> [DATA FOR THIS TASK]
----------------

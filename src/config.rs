use std::env;

use chrono::{DateTime, TimeZone, Utc};
use thiserror::Error;

use crate::feedback::{TARGET_COUNT, WORD_LENGTH};

pub const DEFAULT_MAX_ATTEMPTS: u32 = 9;
pub const DEFAULT_FROM_ADDRESS: &str = "Puzzle Notifier <noreply@iloveneil.gay>";
const DEFAULT_THEME_ANSWERS: [&str; 2] = ["bee", "bees"];

/// A configuration value needed by an operation is unset or malformed.
///
/// These are fatal to the request that needs the value, never to the
/// process: every validator reports them per call.
#[derive(Debug, Error, Clone, PartialEq, Eq)]
pub enum ConfigError {
    #[error("Puzzle not configured. Set RIDDLE_ANSWER")]
    RiddleAnswerUnset,
    #[error(
        "Server config: set PUZZLE_WORDS to either four 5-letter words (a,b,c,d) or one 5-letter word for testing."
    )]
    TargetWordsInvalid,
    #[error("{0} is empty or not set")]
    EmailSettingMissing(&'static str),
    #[error("CRON_SECRET not configured")]
    CronSecretUnset,
}

/// All configuration the puzzle consumes, resolved once at startup.
///
/// Validators and handlers receive this by reference; nothing reads the
/// environment after construction.
#[derive(Debug, Clone)]
pub struct AppConfig {
    /// Expected riddle answer, compared after normalization. `None` when
    /// unset, which surfaces as a per-request configuration error.
    pub riddle_answer: Option<String>,
    /// The four hidden target words, already lowercased. `None` when the
    /// configured value could not be parsed.
    pub target_words: Option<[String; TARGET_COUNT]>,
    /// Accepted theme answers, lowercased.
    pub theme_accepted: Vec<String>,
    /// Wall-clock timestamp at which the countdown gate opens.
    pub target_date: DateTime<Utc>,
    /// Maximum number of accepted guesses before the puzzle is failed.
    pub max_attempts: u32,
    pub resend_api_key: Option<String>,
    pub resend_from: String,
    pub success_recipients: Vec<String>,
    pub daily_recipients: Vec<String>,
    pub cron_secret: Option<String>,
}

impl AppConfig {
    /// Resolve configuration from the process environment.
    ///
    /// Malformed optional values (bad timestamp, bad attempt count) fall
    /// back to defaults with a warning rather than aborting startup.
    pub fn from_env() -> Self {
        let target_date = match env_var("TARGET_DATE") {
            Some(raw) => match DateTime::parse_from_rfc3339(&raw) {
                Ok(parsed) => parsed.with_timezone(&Utc),
                Err(e) => {
                    log::warn!("Ignoring invalid TARGET_DATE {raw:?}: {e}");
                    default_target_date()
                }
            },
            None => default_target_date(),
        };

        let max_attempts = match env_var("MAX_ATTEMPTS") {
            Some(raw) => match raw.parse::<u32>() {
                Ok(n) if n > 0 => n,
                _ => {
                    log::warn!("Ignoring invalid MAX_ATTEMPTS {raw:?}");
                    DEFAULT_MAX_ATTEMPTS
                }
            },
            None => DEFAULT_MAX_ATTEMPTS,
        };

        let theme_accepted = match env_var("THEME_ANSWERS") {
            Some(raw) => parse_list(&raw)
                .into_iter()
                .map(|s| s.to_lowercase())
                .collect(),
            None => DEFAULT_THEME_ANSWERS
                .iter()
                .map(|s| (*s).to_string())
                .collect(),
        };

        Self {
            riddle_answer: env_var("RIDDLE_ANSWER"),
            target_words: env_var("PUZZLE_WORDS")
                .as_deref()
                .and_then(parse_target_words),
            theme_accepted,
            target_date,
            max_attempts,
            resend_api_key: env_var("RESEND_API_KEY"),
            resend_from: env_var("RESEND_FROM")
                .unwrap_or_else(|| DEFAULT_FROM_ADDRESS.to_string()),
            success_recipients: env_var("SUCCESS_EMAIL_RECIPIENTS")
                .map(|raw| {
                    parse_list(&raw)
                        .into_iter()
                        .map(|s| s.to_lowercase())
                        .collect()
                })
                .unwrap_or_default(),
            daily_recipients: env_var("DAILY_EMAIL_RECIPIENTS")
                .map(|raw| parse_list(&raw))
                .unwrap_or_default(),
            cron_secret: env_var("CRON_SECRET"),
        }
    }

    /// The resolved target word set, or the configuration error every
    /// word-puzzle operation reports when it is unusable.
    pub fn require_target_words(&self) -> Result<&[String; TARGET_COUNT], ConfigError> {
        self.target_words
            .as_ref()
            .ok_or(ConfigError::TargetWordsInvalid)
    }
}

fn default_target_date() -> DateTime<Utc> {
    // Midnight, Valentine's Day 2026
    Utc.with_ymd_and_hms(2026, 2, 14, 0, 0, 0).unwrap()
}

fn env_var(name: &str) -> Option<String> {
    env::var(name).ok().filter(|v| !v.trim().is_empty())
}

/// Split a comma-separated list, trimming entries and dropping empties.
pub fn parse_list(raw: &str) -> Vec<String> {
    raw.split(',')
        .map(str::trim)
        .filter(|s| !s.is_empty())
        .map(str::to_string)
        .collect()
}

/// Parse the configured puzzle words: either four 5-letter words, or one
/// 5-letter word repeated for all four boards (test-mode shorthand).
pub fn parse_target_words(raw: &str) -> Option<[String; TARGET_COUNT]> {
    let parts: Vec<String> = raw
        .split(',')
        .map(|w| w.trim().to_lowercase())
        .filter(|w| w.len() == WORD_LENGTH && w.chars().all(|c| c.is_ascii_alphabetic()))
        .collect();
    match parts.as_slice() {
        [a, b, c, d] => Some([a.clone(), b.clone(), c.clone(), d.clone()]),
        [only] => Some([only.clone(), only.clone(), only.clone(), only.clone()]),
        _ => None,
    }
}
use chrono::Utc;
use crossterm::{
    cursor,
    event::{self, Event, KeyCode, KeyEvent, KeyEventKind, KeyModifiers},
    execute,
    terminal::{EnterAlternateScreen, LeaveAlternateScreen, disable_raw_mode, enable_raw_mode},
};
use ratatui::{
    Frame, Terminal,
    backend::CrosstermBackend,
    layout::{Alignment, Constraint, Direction, Layout, Rect},
    style::{Color, Modifier, Style},
    text::{Line, Span},
    widgets::{Block, Borders, Paragraph, Wrap},
};

use crate::config::AppConfig;
use crate::countdown::TimeLeft;
use crate::email::{self, ResendMailer};
use crate::feedback::{CellVerdict, TARGET_COUNT, WORD_LENGTH};
use crate::session::{GuessHistoryEntry, Phase, PuzzleSession};
use crate::wordbank::WordBank;
use crate::{debug_log, info_log};

const EVENT_POLL_TIMEOUT_MS: u64 = 100;
const BOARD_ROW_HEIGHT: u16 = 1;
const MAX_ANSWER_LEN: usize = 64;

// Style constants for consistent UI
const HEADER_STYLE: Style = Style::new().fg(Color::Red).add_modifier(Modifier::BOLD);
const ERROR_STYLE: Style = Style::new().fg(Color::Red);
const SUCCESS_STYLE: Style = Style::new().fg(Color::Green).add_modifier(Modifier::BOLD);
const COUNTDOWN_STYLE: Style = Style::new().fg(Color::Magenta).add_modifier(Modifier::BOLD);
const PROMPT_STYLE: Style = Style::new().fg(Color::Cyan);

/// Everything a single frame needs, collected up front so rendering can
/// borrow the terminal mutably at the same time.
struct RenderContext<'a> {
    phase: Phase,
    time_left: TimeLeft,
    history: &'a [GuessHistoryEntry],
    solved: [bool; TARGET_COUNT],
    attempts_remaining: u32,
    input: &'a str,
    error_message: &'a str,
    status: &'a str,
}

pub struct PuzzleTui {
    terminal: Terminal<CrosstermBackend<io::Stdout>>,
    session: PuzzleSession,
    config: Arc<AppConfig>,
    input: String,
    error_message: String,
    status: String,
    time_left: TimeLeft,
}
use std::net::SocketAddr;

use clap::{Parser, Subcommand};

/// Valentine's countdown puzzle
#[derive(Parser, Debug)]
#[command(author, version, about, long_about = None)]
pub struct Cli {
    /// Path to a newline-delimited dictionary file (replaces the embedded
    /// word list)
    #[arg(short = 'i', long = "wordbank")]
    pub wordbank_path: Option<String>,

    #[command(subcommand)]
    pub command: Option<Command>,
}

#[derive(Subcommand, Debug)]
pub enum Command {
    /// Walk through the puzzle in the terminal (the default)
    Play,
    /// Run the stateless validation endpoints and email triggers
    Serve {
        /// Address to listen on
        #[arg(long, default_value = "127.0.0.1:3000")]
        bind: SocketAddr,
    },
}

#[must_use]
pub fn parse_cli() -> Cli {
    Cli::parse()
}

----------------

> [YOUR INSTRUCTIONS] An exact copy of the lines above, from the one containing "let target_date = match" through the one containing "let max_attempts = match", is the whole of the answer.

> [PROBLEM SOLUTION]
        let target_date = match env_var("TARGET_DATE") {
            Some(raw) => match DateTime::parse_from_rfc3339(&raw) {
                Ok(parsed) => parsed.with_timezone(&Utc),
                Err(e) => {
                    log::warn!("Ignoring invalid TARGET_DATE {raw:?}: {e}");
                    default_target_date()
                }
            },
            None => default_target_date(),
        };

        let max_attempts = match env_var("MAX_ATTEMPTS") {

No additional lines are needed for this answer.